Wilson ha explorado, entre otros, géneros como la literatura ciberpunk (El púgil), posapocalíptica (Zombie) e infantil (El niño Gárgola); ha narrado con lenguajes desaforados y contenidos, desde formas como el párrafo único (Ciencias ocultas) y el listado vertical que roza el verso (Ártico); y aunque dos de sus libros tempranos aparecieron en una editorial internacional, ha optado por publicar sobre todo en casas independientes de Argentina y Chile, e incluso se ha autoeditado (Némesis).
Su última novela, Dios duerme en la piedra, apareció casi al mismo tiempo que la reedición de su libro más reconocido, Leñador, el que, convertido en una obra de culto, volvió a circular a 10 años de su primera edición, tal como ya había ocurrido con su segunda novela, El púgil (2008; Lecturas Ediciones, 2018).
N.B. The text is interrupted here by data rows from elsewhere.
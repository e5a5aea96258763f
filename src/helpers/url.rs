//! URL helper functions

use lazy_static::lazy_static;
use percent_encoding::{percent_decode_str, utf8_percent_encode, AsciiSet, NON_ALPHANUMERIC};
use regex::Regex;

use crate::config::SiteConfig;

/// Characters left as-is in a query value
const QUERY_VALUE: &AsciiSet = &NON_ALPHANUMERIC
    .remove(b'-')
    .remove(b'_')
    .remove(b'.')
    .remove(b'~');

lazy_static! {
    static ref SLUG_RE: Regex = Regex::new(r"^[\w-]+$").unwrap();
}

/// Whether `slug` can name a post page (letters, digits, `-` and `_`)
pub fn is_valid_slug(slug: &str) -> bool {
    SLUG_RE.is_match(slug)
}

/// Site-relative path of a post page
///
/// # Examples
/// ```ignore
/// post_path("como-utilizar-hooks") // -> "/post/como-utilizar-hooks"
/// ```
pub fn post_path(uid: &str) -> String {
    format!("/post/{}", utf8_percent_encode(uid, QUERY_VALUE))
}

/// Generate a full URL including the domain
///
/// # Examples
/// ```ignore
/// full_url_for(&config, "/post/hello") // -> "https://example.com/post/hello"
/// ```
pub fn full_url_for(config: &SiteConfig, path: &str) -> String {
    let base = config.url.trim_end_matches('/');
    let path = path.trim_start_matches('/');
    format!("{}/{}", base, path)
}

/// Percent-encode a value for use in a query string
pub fn encode_query_value(value: &str) -> String {
    utf8_percent_encode(value, QUERY_VALUE).to_string()
}

/// Decode a percent-encoded value, `None` when it is not valid UTF-8
pub fn decode_component(value: &str) -> Option<String> {
    percent_decode_str(value)
        .decode_utf8()
        .ok()
        .map(|s| s.into_owned())
}
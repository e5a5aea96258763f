//! Site configuration (_config.yml)

use anyhow::{Context, Result};
use serde::{Deserialize, Serialize};
use std::collections::HashMap;
use std::fs;
use std::path::Path;
use std::str::FromStr;

/// Main site configuration
#[derive(Debug, Clone, Serialize, Deserialize)]
#[serde(default)]
pub struct SiteConfig {
    // Site
    pub title: String,
    pub description: String,
    pub language: String,
    pub timezone: String,
    pub url: String,

    // Directory
    pub source_dir: String,
    pub public_dir: String,

    // Content API
    #[serde(default)]
    pub content_api: ContentApiConfig,

    // Pages
    #[serde(default)]
    pub home: HomeConfig,
    #[serde(default)]
    pub post: PostConfig,
    #[serde(default)]
    pub preview: PreviewConfig,

    // Store any additional fields
    #[serde(flatten)]
    pub extra: HashMap<String, serde_yaml::Value>,
}

impl Default for SiteConfig {
    fn default() -> Self {
        Self {
            title: "spacetraveling".to_string(),
            description: String::new(),
            language: "pt-BR".to_string(),
            timezone: String::new(),
            url: "http://localhost:3000".to_string(),

            source_dir: "source".to_string(),
            public_dir: "public".to_string(),

            content_api: ContentApiConfig::default(),

            home: HomeConfig::default(),
            post: PostConfig::default(),
            preview: PreviewConfig::default(),

            extra: HashMap::new(),
        }
    }
}

impl SiteConfig {
    /// Load configuration from a file
    pub fn load<P: AsRef<Path>>(path: P) -> Result<Self> {
        let content = fs::read_to_string(path.as_ref())
            .with_context(|| format!("Failed to read {:?}", path.as_ref()))?;
        let config: SiteConfig = serde_yaml::from_str(&content)?;
        Ok(config)
    }

    /// Apply `PRISMIC_API_ENDPOINT` / `PRISMIC_ACCESS_TOKEN` overrides
    pub fn apply_env(&mut self) {
        self.apply_overrides(
            std::env::var("PRISMIC_API_ENDPOINT").ok(),
            std::env::var("PRISMIC_ACCESS_TOKEN").ok(),
        );
    }

    fn apply_overrides(&mut self, endpoint: Option<String>, access_token: Option<String>) {
        if let Some(endpoint) = endpoint.filter(|e| !e.trim().is_empty()) {
            tracing::debug!("Content API endpoint overridden from environment");
            self.content_api.endpoint = endpoint;
        }
        if let Some(token) = access_token.filter(|t| !t.trim().is_empty()) {
            self.content_api.access_token = Some(token);
        }
    }

    /// Resolve the configured display timezone (empty means UTC)
    pub fn tz(&self) -> Result<chrono_tz::Tz> {
        if self.timezone.trim().is_empty() {
            return Ok(chrono_tz::UTC);
        }
        chrono_tz::Tz::from_str(self.timezone.trim())
            .map_err(|e| anyhow::anyhow!("Invalid timezone {:?}: {}", self.timezone, e))
    }
}

/// Headless content API settings
#[derive(Debug, Clone, Serialize, Deserialize)]
#[serde(default)]
pub struct ContentApiConfig {
    pub endpoint: String,
    pub access_token: Option<String>,
    pub document_type: String,
    pub timeout_secs: u64,
    /// Seconds the master ref is reused before the API root is asked again; 0 disables
    pub master_ref_ttl_secs: u64,
}

impl Default for ContentApiConfig {
    fn default() -> Self {
        Self {
            endpoint: "https://spacetraveling.cdn.prismic.io/api/v2".to_string(),
            access_token: None,
            document_type: "posts".to_string(),
            timeout_secs: 10,
            master_ref_ttl_secs: 30,
        }
    }
}

/// Listing page settings
#[derive(Debug, Clone, Serialize, Deserialize)]
#[serde(default)]
pub struct HomeConfig {
    pub page_size: u32,
    /// Seconds before a generated listing page is regenerated
    pub revalidate: u64,
}

impl Default for HomeConfig {
    fn default() -> Self {
        Self {
            page_size: 4,
            revalidate: 60 * 60 * 24,
        }
    }
}

/// Post page settings
#[derive(Debug, Clone, Serialize, Deserialize)]
#[serde(default)]
pub struct PostConfig {
    pub words_per_minute: u32,
    /// Seconds before a generated post page is regenerated; never when unset
    pub revalidate: Option<u64>,
}

impl Default for PostConfig {
    fn default() -> Self {
        Self {
            words_per_minute: 200,
            revalidate: None,
        }
    }
}

/// Preview mode settings
#[derive(Debug, Clone, Serialize, Deserialize)]
#[serde(default)]
pub struct PreviewConfig {
    pub cookie: String,
}

impl Default for PreviewConfig {
    fn default() -> Self {
        Self {
            cookie: "io.prismic.preview".to_string(),
        }
    }
}

#[cfg(test)]
mod tests {
    use super::*;

    #[test]
    fn test_default_config() {
        let config = SiteConfig::default();
        assert_eq!(config.title, "spacetraveling");
        assert_eq!(config.home.page_size, 4);
        assert_eq!(config.home.revalidate, 86400);
        assert_eq!(config.post.words_per_minute, 200);
        assert_eq!(config.content_api.document_type, "posts");
        assert_eq!(config.preview.cookie, "io.prismic.preview");
    }

    #[test]
    fn test_parse_config() {
        let yaml = r#"
title: My Blog
language: en-US
timezone: America/Sao_Paulo
content_api:
  endpoint: https://blog.cdn.prismic.io/api/v2
  document_type: articles
home:
  page_size: 10
post:
  revalidate: 600
analytics_id: UA-1
"#;
        let config: SiteConfig = serde_yaml::from_str(yaml).unwrap();
        assert_eq!(config.title, "My Blog");
        assert_eq!(config.language, "en-US");
        assert_eq!(config.content_api.endpoint, "https://blog.cdn.prismic.io/api/v2");
        assert_eq!(config.content_api.document_type, "articles");
        assert_eq!(config.content_api.timeout_secs, 10);
        assert_eq!(config.content_api.master_ref_ttl_secs, 30);
        assert_eq!(config.home.page_size, 10);
        assert_eq!(config.home.revalidate, 86400);
        assert_eq!(config.post.revalidate, Some(600));
        assert!(config.extra.contains_key("analytics_id"));
        assert_eq!(config.tz().unwrap(), chrono_tz::America::Sao_Paulo);
    }

    #[test]
    fn test_timezone() {
        let mut config = SiteConfig::default();
        assert_eq!(config.tz().unwrap(), chrono_tz::UTC);
        config.timezone = "Mars/Olympus".to_string();
        assert!(config.tz().is_err());
    }

    #[test]
    fn test_overrides() {
        let mut config = SiteConfig::default();
        config.apply_overrides(
            Some("https://other.cdn.prismic.io/api/v2".to_string()),
            Some(String::new()),
        );
        assert_eq!(config.content_api.endpoint, "https://other.cdn.prismic.io/api/v2");
        assert_eq!(config.content_api.access_token, None);

        config.apply_overrides(None, Some("secret".to_string()));
        assert_eq!(config.content_api.access_token.as_deref(), Some("secret"));
    }
}
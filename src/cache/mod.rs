//! Page cache for incremental regeneration
//!
//! Rendered pages are kept in memory keyed by path. An entry with a
//! revalidation interval turns stale once the interval has elapsed; it is
//! still served while one background build replaces it. Paths that were
//! never rendered are built on first request, and concurrent requests for
//! the same path see it as `Building` until the first build finishes.

use axum::body::Bytes;
use std::collections::{HashMap, HashSet};
use std::sync::{Arc, Mutex, PoisonError, RwLock};
use std::time::{Duration, Instant};

/// A rendered page
#[derive(Debug, Clone)]
struct CacheEntry {
    html: Bytes,
    rendered_at: Instant,
    /// `None` never expires
    revalidate: Option<Duration>,
}

impl CacheEntry {
    fn is_stale(&self, now: Instant) -> bool {
        match self.revalidate {
            Some(revalidate) => now.saturating_duration_since(self.rendered_at) >= revalidate,
            None => false,
        }
    }
}

/// Result of a cache lookup
#[derive(Debug, Clone, PartialEq, Eq)]
pub enum Lookup {
    /// Cached and within its revalidation interval
    Fresh(Bytes),
    /// Cached but due for regeneration
    Stale(Bytes),
    /// Not cached, a build is in progress
    Building,
    /// Not cached
    Missing,
}

/// Shared in-memory page store
#[derive(Debug, Default)]
pub struct PageCache {
    entries: RwLock<HashMap<String, CacheEntry>>,
    building: Mutex<HashSet<String>>,
}

impl PageCache {
    pub fn new() -> Self {
        Self::default()
    }

    pub fn lookup(&self, key: &str) -> Lookup {
        self.lookup_at(key, Instant::now())
    }

    fn lookup_at(&self, key: &str, now: Instant) -> Lookup {
        let entries = self.entries.read().unwrap_or_else(PoisonError::into_inner);
        match entries.get(key) {
            Some(entry) if entry.is_stale(now) => Lookup::Stale(entry.html.clone()),
            Some(entry) => Lookup::Fresh(entry.html.clone()),
            None if self.is_building(key) => Lookup::Building,
            None => Lookup::Missing,
        }
    }

    /// Store a rendered page, replacing any previous version
    ///
    /// The returned body shares its buffer with the cached copy.
    pub fn insert(&self, key: &str, html: String, revalidate: Option<Duration>) -> Bytes {
        let html = Bytes::from(html);
        let entry = CacheEntry {
            html: html.clone(),
            rendered_at: Instant::now(),
            revalidate,
        };
        self.entries
            .write()
            .unwrap_or_else(PoisonError::into_inner)
            .insert(key.to_string(), entry);
        tracing::debug!("Cached: {}", key);
        html
    }

    pub fn remove(&self, key: &str) {
        self.entries
            .write()
            .unwrap_or_else(PoisonError::into_inner)
            .remove(key);
    }

    /// Claim the right to build `key`; `None` if another build holds it
    ///
    /// The claim is released when the guard is dropped.
    pub fn begin_build(self: &Arc<Self>, key: &str) -> Option<BuildGuard> {
        let mut building = self.building.lock().unwrap_or_else(PoisonError::into_inner);
        if !building.insert(key.to_string()) {
            return None;
        }
        Some(BuildGuard {
            cache: Arc::clone(self),
            key: key.to_string(),
        })
    }

    pub fn is_building(&self, key: &str) -> bool {
        self.building
            .lock()
            .unwrap_or_else(PoisonError::into_inner)
            .contains(key)
    }

    /// Cached paths, sorted
    pub fn keys(&self) -> Vec<String> {
        let mut keys: Vec<String> = self
            .entries
            .read()
            .unwrap_or_else(PoisonError::into_inner)
            .keys()
            .cloned()
            .collect();
        keys.sort();
        keys
    }

    pub fn len(&self) -> usize {
        self.entries
            .read()
            .unwrap_or_else(PoisonError::into_inner)
            .len()
    }

    pub fn is_empty(&self) -> bool {
        self.len() == 0
    }
}

/// Exclusive build claim on one cache key
#[derive(Debug)]
pub struct BuildGuard {
    cache: Arc<PageCache>,
    key: String,
}

impl BuildGuard {
    pub fn key(&self) -> &str {
        &self.key
    }

    /// Store the built page and release the claim
    pub fn finish(self, html: String, revalidate: Option<Duration>) -> Bytes {
        self.cache.insert(&self.key, html, revalidate)
    }
}

impl Drop for BuildGuard {
    fn drop(&mut self) {
        self.cache
            .building
            .lock()
            .unwrap_or_else(PoisonError::into_inner)
            .remove(&self.key);
    }
}
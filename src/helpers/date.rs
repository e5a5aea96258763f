//! Date helper functions
//!
//! Parsing of content API timestamps and locale-aware formatting of
//! date-fns style patterns (`PP`, `dd MMM yyyy`, `HH:mm`) through chrono.

use chrono::{DateTime, FixedOffset};
use chrono_tz::Tz;

use crate::error::ContentError;

/// Parse a content API timestamp such as `2021-03-15T19:25:28+0000`
pub fn parse_api_date(value: &str) -> Result<DateTime<FixedOffset>, ContentError> {
    DateTime::parse_from_str(value, "%Y-%m-%dT%H:%M:%S%z")
        .or_else(|_| DateTime::parse_from_rfc3339(value))
        .map_err(|_| ContentError::InvalidDate(value.to_string()))
}

/// Locale used for month names and the medium date pattern
#[derive(Debug, Clone, Copy, PartialEq, Eq)]
pub enum Locale {
    PtBr,
    EnUs,
}

impl Locale {
    /// Pick a locale from a language tag; anything but Portuguese is en-US
    pub fn from_language(language: &str) -> Self {
        let lang = language.to_ascii_lowercase();
        if lang == "pt" || lang.starts_with("pt-") || lang.starts_with("pt_") {
            Locale::PtBr
        } else {
            Locale::EnUs
        }
    }

    /// strftime format behind the date-fns `PP` token
    pub fn medium_format(&self) -> &'static str {
        match self {
            Locale::PtBr => "%-d de %b de %Y",
            Locale::EnUs => "%b %-d, %Y",
        }
    }

    fn chrono_locale(&self) -> chrono::Locale {
        match self {
            Locale::PtBr => chrono::Locale::pt_BR,
            Locale::EnUs => chrono::Locale::en_US,
        }
    }
}

/// date-fns tokens and their chrono equivalents
const DATE_FNS_TOKENS: [(&str, &str); 17] = [
    ("yyyy", "%Y"),
    ("yy", "%y"),
    ("y", "%Y"),
    ("MMMM", "%B"),
    ("MMM", "%b"),
    ("MM", "%m"),
    ("M", "%-m"),
    ("dd", "%d"),
    ("d", "%-d"),
    ("EEEE", "%A"),
    ("EEE", "%a"),
    ("HH", "%H"),
    ("H", "%-H"),
    ("mm", "%M"),
    ("m", "%-M"),
    ("ss", "%S"),
    ("s", "%-S"),
];

/// Convert a date-fns pattern to a chrono format string
///
/// Each run of one repeated letter is a token; `PP` expands to the locale's
/// medium date. Unknown runs are copied as-is.
///
/// # Examples
/// ```ignore
/// date_fns_to_chrono_format("dd MMM yyyy", Locale::PtBr) // -> "%d %b %Y"
/// ```
pub fn date_fns_to_chrono_format(pattern: &str, locale: Locale) -> String {
    let mut result = String::with_capacity(pattern.len() * 2);
    let mut chars = pattern.chars().peekable();

    while let Some(c) = chars.next() {
        let mut run = c.to_string();
        while chars.peek() == Some(&c) {
            run.push(c);
            chars.next();
        }

        match DATE_FNS_TOKENS.iter().find(|(token, _)| *token == run) {
            Some((_, format)) => result.push_str(format),
            None if run == "PP" => result.push_str(locale.medium_format()),
            None if c == '%' => result.push_str(&"%%".repeat(run.len())),
            None => result.push_str(&run),
        }
    }

    result
}

/// Formats timestamps in the site's locale and timezone
#[derive(Debug, Clone, Copy)]
pub struct DateFormatter {
    locale: Locale,
    tz: Tz,
}

impl DateFormatter {
    pub fn new(locale: Locale, tz: Tz) -> Self {
        Self { locale, tz }
    }

    pub fn locale(&self) -> Locale {
        self.locale
    }

    /// Format with a date-fns pattern, in the site's timezone and locale
    pub fn format(&self, date: &DateTime<FixedOffset>, pattern: &str) -> String {
        let format = date_fns_to_chrono_format(pattern, self.locale);
        date.with_timezone(&self.tz)
            .format_localized(&format, self.locale.chrono_locale())
            .to_string()
    }

    /// Medium date (`PP`), used for publication dates
    pub fn medium(&self, date: &DateTime<FixedOffset>) -> String {
        self.format(date, "PP")
    }

    /// Date of the edited stamp (`dd MMM yyyy`)
    pub fn edited_date(&self, date: &DateTime<FixedOffset>) -> String {
        self.format(date, "dd MMM yyyy")
    }

    /// Time of the edited stamp (`HH:mm`)
    pub fn edited_time(&self, date: &DateTime<FixedOffset>) -> String {
        self.format(date, "HH:mm")
    }

    /// ISO 8601 form for `datetime` attributes
    pub fn iso(&self, date: &DateTime<FixedOffset>) -> String {
        date.with_timezone(&self.tz)
            .format("%Y-%m-%dT%H:%M:%S%:z")
            .to_string()
    }
}

impl Default for DateFormatter {
    fn default() -> Self {
        Self::new(Locale::PtBr, chrono_tz::UTC)
    }
}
Leídas en conjunto, El púgil y Leñador parecen recorrer la vida de un mismo hombre. En la primera, tras el trauma de su paso por las Malvinas y su carrera como boxeador, Roque Art se entrega por completo al mundo del lenguaje, de los signos y las citas, e interpreta toda la realidad desde el filtro de la música, la literatura, el cine y los cómics de ciencia ficción, por lo que vive una extraña aventura en que dialoga con su refrigerador y presencia la destrucción de Buenos Aires.
Pero como dice al comienzo de Leñador, ahora como un narrador sin nombre: “Combatí en una guerra, hace décadas en un archipiélago, y combatí en el cuadrilátero, hace años en las noches de la ciudad. Fracasé en las islas y en el ring. Me fui del país, buscando alejarme de todo, de la oscuridad, del pasado, de la claustrofobia, necesitaba respirar. Veía cosas que me hacían mal, escuchaba voces, me estaba perdiendo, extraviando en mi cabeza”. Así es como decide viajar al Yukón y busca en la tala, en la conexión con la naturaleza, en el silencio y el frío del extremo norte del continente reemplazar “los espejismos del lenguaje” por la certeza, como anuncia el epígrafe de Ludwig Wittgenstein, filósofo al que Wilson dedicó una lúcida monografía.
Leñador se compone de dos tipos de secuencias intercaladas: pequeños fragmentos de narración, usualmente de unos tres párrafos, por medio de los cuales el protagonista relata sus experiencias en el bosque, y extensas entradas enciclopédicas (“Hacha”, “Barba”, “Muerte”, “Inuit”, “Cartografía”…), las que suelen partir desde una descripción técnica del concepto hasta llegar a las anécdotas de los leñadores y las observaciones personales del narrador; eso hasta la segunda mitad del libro, cuando emprende un viaje hacia un volcán y ese orden se invierte, de modo que la experiencia toma cada vez más protagonismo.
La presencia de lo enciclopédico se justifica al interior de la historia cuando el narrador lee un almanaque agrícola, casi el único libro que hay en ese lugar. “Los hombres del campamento no son de preguntarse cosas. Ellos viven, no piensan en vivir”, y su verdadera forma de lectura es “la dendrocronología; después de derribar un árbol, se inclinan sobre los tocones y leen los aros concéntricos. Es la literatura del leñador. Leen los siglos, leen el pasado, el clima, el fuego, la sequía, los diluvios, el hielo, la ceniza y la peste. Lo leen todo hasta llegar al último aro, ahí se ven inscritos, hacha en mano, ahí leen la muerte”.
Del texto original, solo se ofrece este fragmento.